However, while it is likely that opening the wholesale market to energy storage components will benefit PV solar facilities, the degree to which they may benefit such facilities depends on the determination of two questions. The first question is (A) does an energy storage site, when charged by PV solar, qualify as its own distinct category of QF, or still remain categorized as solar? Whether or not a storage facility is its own distinct category of QF, despite being charged by solar, will affect whether state laws limiting capacity rates of solar facilities will also apply to solar-plus-storage facilities. The second question is (B) does adding energy storage to a QF, thereby increasing the facility’s overall capacity, disqualify the facility as a QF when the added capacity causes the QF to exceed PURPA’s capacity limits? If the added capacity can disqualify the facility as a QF, then facilities may be incentivized to limit or entirely omit installing energy storage on solar QFs to retain their QF status.

A.            Whether Energy Storage Facilities Will Qualify as a Distinct Category is Uncertain

The answer is uncertain to whether an energy storage facility qualifies as a distinct category of QF despite being charged by solar energy.

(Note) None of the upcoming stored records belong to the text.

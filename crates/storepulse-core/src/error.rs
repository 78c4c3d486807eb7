//! Error types for StorePulse Core

use thiserror::Error;

#[derive(Debug, Error)]
pub enum Error {
    // Transport errors (retryable)
    #[error("Transport error: {0}")]
    Transport(String),

    #[error("Page request timed out after {0}ms")]
    Timeout(u64),

    #[error("HTTP {status}: {message}")]
    Http { status: u16, message: String },

    // Terminal errors (never retried)
    #[error("Session expired or unauthorized")]
    Unauthorized,

    #[error("Invalid cursor: {0}")]
    InvalidCursor(String),

    // Protocol faults (soft, the traversal stops early with a truncated result)
    #[error("Malformed page: {0}")]
    MalformedPage(String),

    #[error("Traversal cancelled")]
    Cancelled,

    #[error("Cached value type mismatch for '{0}'")]
    TypeMismatch(String),

    #[error("Query task failed: {0}")]
    TaskFailed(String),

    // Setup errors
    #[error("Invalid traversal limits: {0}")]
    InvalidLimits(String),

    #[error("Configuration error: {0}")]
    Config(String),

    #[error("Serialization error: {0}")]
    Serialization(#[from] serde_json::Error),

    #[error("IO error: {0}")]
    Io(#[from] std::io::Error),
}

impl Error {
    /// Whether the egress layer may retry the request that produced this error
    pub fn is_retryable(&self) -> bool {
        match self {
            Error::Transport(_) | Error::Timeout(_) => true,
            Error::Http { status, .. } => matches!(status, 408 | 429 | 500..=599),
            _ => false,
        }
    }

    /// Protocol faults stop a traversal early but still yield a (truncated) result
    pub fn is_soft(&self) -> bool {
        matches!(self, Error::MalformedPage(_))
    }

    /// Short stable label used for metrics and structured logs
    pub fn kind(&self) -> &'static str {
        match self {
            Error::Transport(_) => "transport",
            Error::Timeout(_) => "timeout",
            Error::Http { .. } => "http",
            Error::Unauthorized => "unauthorized",
            Error::InvalidCursor(_) => "invalid_cursor",
            Error::MalformedPage(_) => "malformed_page",
            Error::Cancelled => "cancelled",
            Error::TypeMismatch(_) => "type_mismatch",
            Error::TaskFailed(_) => "task_failed",
            Error::InvalidLimits(_) => "invalid_limits",
            Error::Config(_) => "config",
            Error::Serialization(_) => "serialization",
            Error::Io(_) => "io",
        }
    }
}

/// Clone keeps the variant so a shared failure classifies the same way for
/// every consumer. Wrapped library errors are rebuilt from their message.
impl Clone for Error {
    fn clone(&self) -> Self {
        match self {
            Error::Transport(msg) => Error::Transport(msg.clone()),
            Error::Timeout(ms) => Error::Timeout(*ms),
            Error::Http { status, message } => Error::Http {
                status: *status,
                message: message.clone(),
            },
            Error::Unauthorized => Error::Unauthorized,
            Error::InvalidCursor(msg) => Error::InvalidCursor(msg.clone()),
            Error::MalformedPage(msg) => Error::MalformedPage(msg.clone()),
            Error::Cancelled => Error::Cancelled,
            Error::TypeMismatch(key) => Error::TypeMismatch(key.clone()),
            Error::TaskFailed(msg) => Error::TaskFailed(msg.clone()),
            Error::InvalidLimits(msg) => Error::InvalidLimits(msg.clone()),
            Error::Config(msg) => Error::Config(msg.clone()),
            Error::Serialization(e) => {
                Error::Serialization(<serde_json::Error as serde::de::Error>::custom(e))
            }
            Error::Io(e) => Error::Io(std::io::Error::new(e.kind(), e.to_string())),
        }
    }
}

pub type Result<T> = std::result::Result<T, Error>;
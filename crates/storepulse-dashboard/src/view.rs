//! A view is a cache key, a freshness policy and the loader producing its value

use futures::FutureExt;
use futures::future::BoxFuture;
use std::any::Any;
use std::future::Future;
use storepulse_cache::{CachePolicy, FetchResult, QueryStore, QueryTask, TaskHandle, Trigger};
use storepulse_core::{QueryKey, Result};
use tokio_util::sync::CancellationToken;

type Loader<V> = Box<dyn FnOnce(CancellationToken) -> BoxFuture<'static, Result<V>> + Send>;

/// Everything needed to serve one view through a [`QueryStore`]
pub struct ViewQuery<V> {
    key: QueryKey,
    policy: CachePolicy,
    loader: Loader<V>,
}

impl<V: Any + Send + Sync> ViewQuery<V> {
    pub fn new<F, Fut>(key: QueryKey, policy: CachePolicy, loader: F) -> Self
    where
        F: FnOnce(CancellationToken) -> Fut + Send + 'static,
        Fut: Future<Output = Result<V>> + Send + 'static,
    {
        Self {
            key,
            policy,
            loader: Box::new(move |cancel| loader(cancel).boxed()),
        }
    }

    pub fn key(&self) -> &QueryKey {
        &self.key
    }

    pub fn policy(&self) -> CachePolicy {
        self.policy
    }

    /// Serve once, from cache when the policy allows
    pub async fn load(self, store: &QueryStore, trigger: Trigger) -> FetchResult<V> {
        store
            .load(&self.key, self.policy, trigger, self.loader)
            .await
    }

    /// Start a consumer task publishing [`storepulse_cache::QueryState`] updates.
    ///
    /// `previous` is shown while loading when the policy keeps previous data.
    pub fn watch(
        self,
        store: &QueryStore,
        trigger: Trigger,
        previous: Option<std::sync::Arc<V>>,
    ) -> TaskHandle<V> {
        QueryTask::new(store.clone(), self.key, self.policy)
            .trigger(trigger)
            .placeholder(previous)
            .spawn(self.loader)
    }
}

Although neither FERC nor any court has yet rendered a final determination, FERC recently issued a decision not to initiate an enforcement action against the Idaho Public Utilities Commission for classifying Franklin Energy’s energy storage facilities as solar facilities, which are ineligible for the Idaho Commission’s published rate available to non-wind and non-solar QFs of 10 MWs average capacity or less.[54] Both the Idaho Public Utilities Commission and Franklin Energy rely on the Luz[55] requirement of considering an energy storage facility’s primary source of energy, but put forth different contentions. The Idaho Commission contends that it may use the primary source of energy to determine the type of QF since battery storage facilities are not a per se category eligible for QF status, and states have broad authority in implementing PURPA’s terms and conditions. Franklin Energy contends that considering a facility’s primary source of energy is to ensure the facility meets the fuel use requirements for QFs, and that determining the type or status as a QF is subject to FERC’s exclusive jurisdiction.[56] FERC did not attach a declaratory order to its notice of intent not to act, meaning that it has not set forth an official position on the matter.[57] As such, whether an energy storage facility charged by PV solar constitutes a distinct category of QF is uncertain.

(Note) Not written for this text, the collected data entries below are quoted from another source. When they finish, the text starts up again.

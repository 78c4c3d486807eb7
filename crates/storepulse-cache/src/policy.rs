//! Freshness policies
//!
//! Policies follow consumer intent: live tables always refetch, KPI
//! summaries refetch but may keep showing the previous result, catalogs stay
//! fresh for minutes.

use serde::{Deserialize, Serialize};
use std::time::Duration;

/// Retention applied when a policy does not name one
pub const DEFAULT_RETENTION: Duration = Duration::from_secs(5 * 60);

/// Whether mounting a consumer refetches cached data
#[derive(Debug, Clone, Copy, PartialEq, Eq, Serialize, Deserialize)]
#[serde(rename_all = "snake_case")]
pub enum RefetchOnMount {
    /// Refetch even when the cached result is fresh
    Always,
    /// Refetch only stale results
    IfStale,
    /// Serve whatever is cached; only missing or invalidated data is fetched
    Never,
}

/// What caused a consumer to ask for data
#[derive(Debug, Clone, Copy, PartialEq, Eq, Serialize, Deserialize)]
#[serde(rename_all = "snake_case")]
pub enum Trigger {
    Mount,
    Focus,
    ParameterChange,
}

#[derive(Debug, Clone, Copy, PartialEq, Eq, Serialize, Deserialize)]
pub struct CachePolicy {
    /// How long a result is served without refetching
    pub stale_time: Duration,
    /// How long an unreferenced result survives before eviction
    pub retention_time: Duration,
    pub refetch_on_mount: RefetchOnMount,
    /// Keep showing the previous key's result while the new one loads
    pub keep_previous: bool,
}

/// Result of [`CachePolicy::decide`]
#[derive(Debug, Clone, Copy, PartialEq, Eq)]
pub struct CacheDecision {
    /// A cached value exists and may be shown
    pub cached: bool,
    /// The cached value is within its staleness window
    pub fresh: bool,
    /// A fetch should be started
    pub refetch: bool,
}

impl CachePolicy {
    /// Transactional tables: always current
    pub const LIVE_TABLE: Self = Self {
        stale_time: Duration::ZERO,
        retention_time: DEFAULT_RETENTION,
        refetch_on_mount: RefetchOnMount::Always,
        keep_previous: false,
    };

    /// KPI summaries: refetch on every change without flicker
    pub const KPI_SUMMARY: Self = Self {
        stale_time: Duration::ZERO,
        retention_time: DEFAULT_RETENTION,
        refetch_on_mount: RefetchOnMount::IfStale,
        keep_previous: true,
    };

    pub const DASHBOARD: Self = Self {
        stale_time: Duration::from_secs(5 * 60),
        retention_time: Duration::from_secs(10 * 60),
        refetch_on_mount: RefetchOnMount::IfStale,
        keep_previous: false,
    };

    /// Branches and warehouses
    pub const CATALOG: Self = Self {
        stale_time: Duration::from_secs(10 * 60),
        retention_time: Duration::from_secs(15 * 60),
        refetch_on_mount: RefetchOnMount::IfStale,
        keep_previous: false,
    };

    pub const PRODUCTS: Self = Self {
        stale_time: Duration::from_secs(10 * 60),
        retention_time: Duration::from_secs(15 * 60),
        refetch_on_mount: RefetchOnMount::Never,
        keep_previous: false,
    };

    pub fn with_stale_time(mut self, stale_time: Duration) -> Self {
        self.stale_time = stale_time;
        self
    }

    pub fn with_retention(mut self, retention_time: Duration) -> Self {
        self.retention_time = retention_time;
        self
    }

    /// Whether a result of `age` is still fresh; a zero window is never fresh
    pub fn is_fresh(&self, age: Duration) -> bool {
        age < self.stale_time
    }

    /// Decide how to serve a request.
    ///
    /// `age` is `None` when nothing is cached. Invalidated results are always
    /// stale.
    pub fn decide(&self, age: Option<Duration>, invalidated: bool, trigger: Trigger) -> CacheDecision {
        let Some(age) = age else {
            return CacheDecision {
                cached: false,
                fresh: false,
                refetch: true,
            };
        };

        let fresh = !invalidated && self.is_fresh(age);
        let refetch = match trigger {
            Trigger::Mount => match self.refetch_on_mount {
                RefetchOnMount::Always => true,
                RefetchOnMount::IfStale => !fresh,
                RefetchOnMount::Never => invalidated,
            },
            Trigger::Focus | Trigger::ParameterChange => !fresh,
        };

        CacheDecision {
            cached: true,
            fresh,
            refetch,
        }
    }
}

impl Default for CachePolicy {
    fn default() -> Self {
        Self {
            stale_time: Duration::ZERO,
            retention_time: DEFAULT_RETENTION,
            refetch_on_mount: RefetchOnMount::IfStale,
            keep_previous: false,
        }
    }
}
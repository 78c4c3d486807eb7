use serde::{Deserialize, Serialize};
use std::path::Path;
use std::time::Duration;
use storepulse_core::Result;
use storepulse_egress::{ApiConfig, HttpClientConfig};
use storepulse_observability::LoggingConfig;
use storepulse_traversal::TraversalLimits;
use tracing::warn;

#[derive(Debug, Clone, Default, PartialEq, Serialize, Deserialize)]
pub struct DashboardConfig {
    #[serde(default)]
    pub api: ApiConfig,

    #[serde(default)]
    pub http: HttpClientConfig,

    #[serde(default)]
    pub limits: ViewLimits,

    #[serde(default)]
    pub logging: LoggingConfig,

    #[serde(default)]
    pub cache: CacheConfig,
}

/// Traversal limits per view
#[derive(Debug, Clone, Copy, PartialEq, Eq, Serialize, Deserialize)]
pub struct ViewLimits {
    #[serde(default = "default_sales_kpis")]
    pub sales_kpis: TraversalLimits,

    #[serde(default = "default_dashboard_sales")]
    pub dashboard_sales: TraversalLimits,

    #[serde(default = "default_inventory")]
    pub inventory: TraversalLimits,

    #[serde(default = "default_products")]
    pub products: TraversalLimits,

    #[serde(default = "default_catalog")]
    pub catalog: TraversalLimits,

    /// Rows per page of the live sales table
    #[serde(default = "default_table_page_size")]
    pub table_page_size: usize,
}

#[derive(Debug, Clone, Copy, PartialEq, Eq, Serialize, Deserialize)]
pub struct CacheConfig {
    /// Seconds between retention sweeps
    #[serde(default = "default_janitor_interval_secs")]
    pub janitor_interval_secs: u64,
}

impl Default for ViewLimits {
    fn default() -> Self {
        Self {
            sales_kpis: default_sales_kpis(),
            dashboard_sales: default_dashboard_sales(),
            inventory: default_inventory(),
            products: default_products(),
            catalog: default_catalog(),
            table_page_size: default_table_page_size(),
        }
    }
}

impl ViewLimits {
    pub fn validate(&self) -> Result<()> {
        self.sales_kpis.validate()?;
        self.dashboard_sales.validate()?;
        self.inventory.validate()?;
        self.products.validate()?;
        self.catalog.validate()?;
        if self.table_page_size == 0 {
            return Err(storepulse_core::Error::InvalidLimits(
                "table_page_size must be greater than 0".into(),
            ));
        }
        Ok(())
    }
}

impl Default for CacheConfig {
    fn default() -> Self {
        Self {
            janitor_interval_secs: default_janitor_interval_secs(),
        }
    }
}

impl CacheConfig {
    pub fn janitor_interval(&self) -> Duration {
        Duration::from_secs(self.janitor_interval_secs.max(1))
    }
}

impl DashboardConfig {
    pub fn from_file(
        path: impl AsRef<Path>,
    ) -> std::result::Result<Self, Box<dyn std::error::Error>> {
        let path = path.as_ref();
        let contents = std::fs::read_to_string(path)?;

        let config: Self = if path.extension().and_then(|s| s.to_str()) == Some("toml") {
            toml::from_str(&contents)?
        } else {
            // Default to YAML
            serde_yaml::from_str(&contents)?
        };

        config.limits.validate()?;
        Ok(config)
    }

    /// Merge environment variables into config (env vars take precedence)
    pub fn merge_env(&mut self) {
        // API settings
        if let Ok(val) = std::env::var("STOREPULSE_API_BASE_URL") {
            self.api.base_url = val;
        }

        if let Ok(val) = std::env::var("STOREPULSE_API_TOKEN") {
            self.api.token = (!val.is_empty()).then_some(val);
        }

        // Logging settings
        if let Ok(val) = std::env::var("STOREPULSE_LOG_LEVEL") {
            self.logging.level = val;
        }

        if let Ok(val) = std::env::var("STOREPULSE_LOG_JSON") {
            match val.parse::<bool>() {
                Ok(json) => self.logging.json = json,
                Err(_) => warn!(value = %val, "ignoring invalid STOREPULSE_LOG_JSON"),
            }
        }

        // HTTP settings
        if let Ok(val) = std::env::var("STOREPULSE_PAGE_TIMEOUT_MS") {
            match val.parse::<u64>() {
                Ok(ms) if ms > 0 => self.http.page_timeout_ms = ms,
                _ => warn!(value = %val, "ignoring invalid STOREPULSE_PAGE_TIMEOUT_MS"),
            }
        }

        if let Ok(val) = std::env::var("STOREPULSE_MAX_RETRIES") {
            match val.parse::<u32>() {
                Ok(retries) => self.http.max_retries = retries,
                Err(_) => warn!(value = %val, "ignoring invalid STOREPULSE_MAX_RETRIES"),
            }
        }
    }
}

fn default_sales_kpis() -> TraversalLimits {
    TraversalLimits::SALES_KPIS
}

fn default_dashboard_sales() -> TraversalLimits {
    TraversalLimits::DASHBOARD_SALES
}

fn default_inventory() -> TraversalLimits {
    TraversalLimits::INVENTORY
}

fn default_products() -> TraversalLimits {
    TraversalLimits::PRODUCTS
}

fn default_catalog() -> TraversalLimits {
    TraversalLimits::CATALOG
}

fn default_table_page_size() -> usize {
    50
}

fn default_janitor_interval_secs() -> u64 {
    60
}
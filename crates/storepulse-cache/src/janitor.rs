//! Background retention eviction

use crate::store::QueryStore;
use std::time::Duration;
use tokio::time::{Instant, sleep};

/// Handle for the background janitor task
pub struct Janitor {
    shutdown_tx: tokio::sync::mpsc::Sender<()>,
}

impl Janitor {
    /// Signal the janitor to stop
    pub async fn shutdown(self) {
        let _ = self.shutdown_tx.send(()).await;
    }
}

/// Spawn a task evicting expired entries every `interval`
pub fn spawn_janitor(store: QueryStore, interval: Duration) -> Janitor {
    let (shutdown_tx, mut shutdown_rx) = tokio::sync::mpsc::channel::<()>(1);

    tokio::spawn(async move {
        tracing::info!(interval_secs = interval.as_secs(), "starting cache janitor");

        loop {
            tokio::select! {
                _ = shutdown_rx.recv() => {
                    tracing::info!("cache janitor shutting down");
                    break;
                }
                _ = sleep(interval) => {
                    let evicted = store.evict_expired(Instant::now());
                    if evicted > 0 {
                        tracing::debug!(evicted, remaining = store.len(), "cache janitor cycle");
                    }
                }
            }
        }
    });

    Janitor { shutdown_tx }
}

#[cfg(test)]
mod tests {
    use super::*;
    use crate::policy::CachePolicy;
    use storepulse_core::QueryKey;

    #[tokio::test(start_paused = true)]
    async fn test_janitor_evicts_after_retention() {
        let store = QueryStore::new();
        let key = QueryKey::new("dashboard").segment("from=2025-01-01");
        store.set(&key, 1u8, CachePolicy::DASHBOARD);

        let janitor = spawn_janitor(store.clone(), Duration::from_secs(60));

        sleep(Duration::from_secs(9 * 60 + 30)).await;
        assert!(store.get::<u8>(&key).is_some());

        sleep(Duration::from_secs(2 * 60)).await;
        assert!(store.get::<u8>(&key).is_none());

        janitor.shutdown().await;
    }

    #[tokio::test(start_paused = true)]
    async fn test_janitor_keeps_subscribed_entries() {
        let store = QueryStore::new();
        let key = QueryKey::new("catalog").segment("branches");
        store.set(&key, 1u8, CachePolicy::CATALOG);
        store.subscribe(&key, CachePolicy::CATALOG);

        let janitor = spawn_janitor(store.clone(), Duration::from_secs(60));
        sleep(Duration::from_secs(60 * 60)).await;
        assert!(store.get::<u8>(&key).is_some());
        janitor.shutdown().await;
    }
}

B.             Energy Storage Capacity Will Likely Not Disqualify QFs Based on Capacity Factor

Adding energy storage to a facility will probably not disqualify a facility’s QF status if the added capacity causes the facility to exceed capacity limits, but said facility should still file a Form 556 Application for QF Qualification with FERC to be sure. The issue closely parallels that of existing solar thermal facilities with storage components, where FERC has issued Category One Seller status—which requires 500 MW capacity or less—to facilities which, when including energy storage capacity, exceed the 500 MW limit.[58] As long as the energy storage is not used to increase the facility’s capacity (i.e. maximum electric output), but instead used to increase the facility’s capacity factor (i.e. the ratio between plant capacity versus the plant’s actual output over a period of time) by filling in for times when solar energy is not fully available, FERC has granted such statuses.[59] PV sites may use energy storage components in the same manner, where the storage components only add to the facility’s capacity factor. As such, adding energy storage components to a QF should not disqualify the facility as long as the facility uses the storage only to increase its capacity factor and not its capacity outright.

VI.          Conclusion

The hasty repeal and reduction of federal policy incentives for the PV solar industry will shock the markets and increase such systems’ LCOE. The sticker-shock and widened LCOE gap between PV and other generation competitors will deter investments and slow the growth of installation of PV systems. Ideally, either the already-enacted ITC phasedown or the already-levied tariffs on PV cells would be delayed or lessened to permit the industry more time to decrease hard and soft costs so that PV-solar systems’ LCOE remains competitive. If not, then to mitigate the consequences of already-enacted policies which will hurt the PV industry, steps should be taken to prevent additional changes in policy which will further compound the chill in investments which the industry is bound to experience from rising costs due to the phasedown of the ITC and the newly-levied PV cell tariffs. As such, any of the above revisions to PURPA, or any other changes not yet included in the proposed H.R.4476 bill, should either be delayed or include provisions for delay as applied to PV solar QFs. Moreover, the questions and ambiguities regarding the application of FERC’s recent order to incorporate energy storage components to PV solar systems should be resolved in the industry’s favor. Removing the uncertainty of looming policy changes which would further discourage PV-solar investments would at least allow the PV industry to seek investments based on present circumstances without also adding in risks and costs associated with further changes.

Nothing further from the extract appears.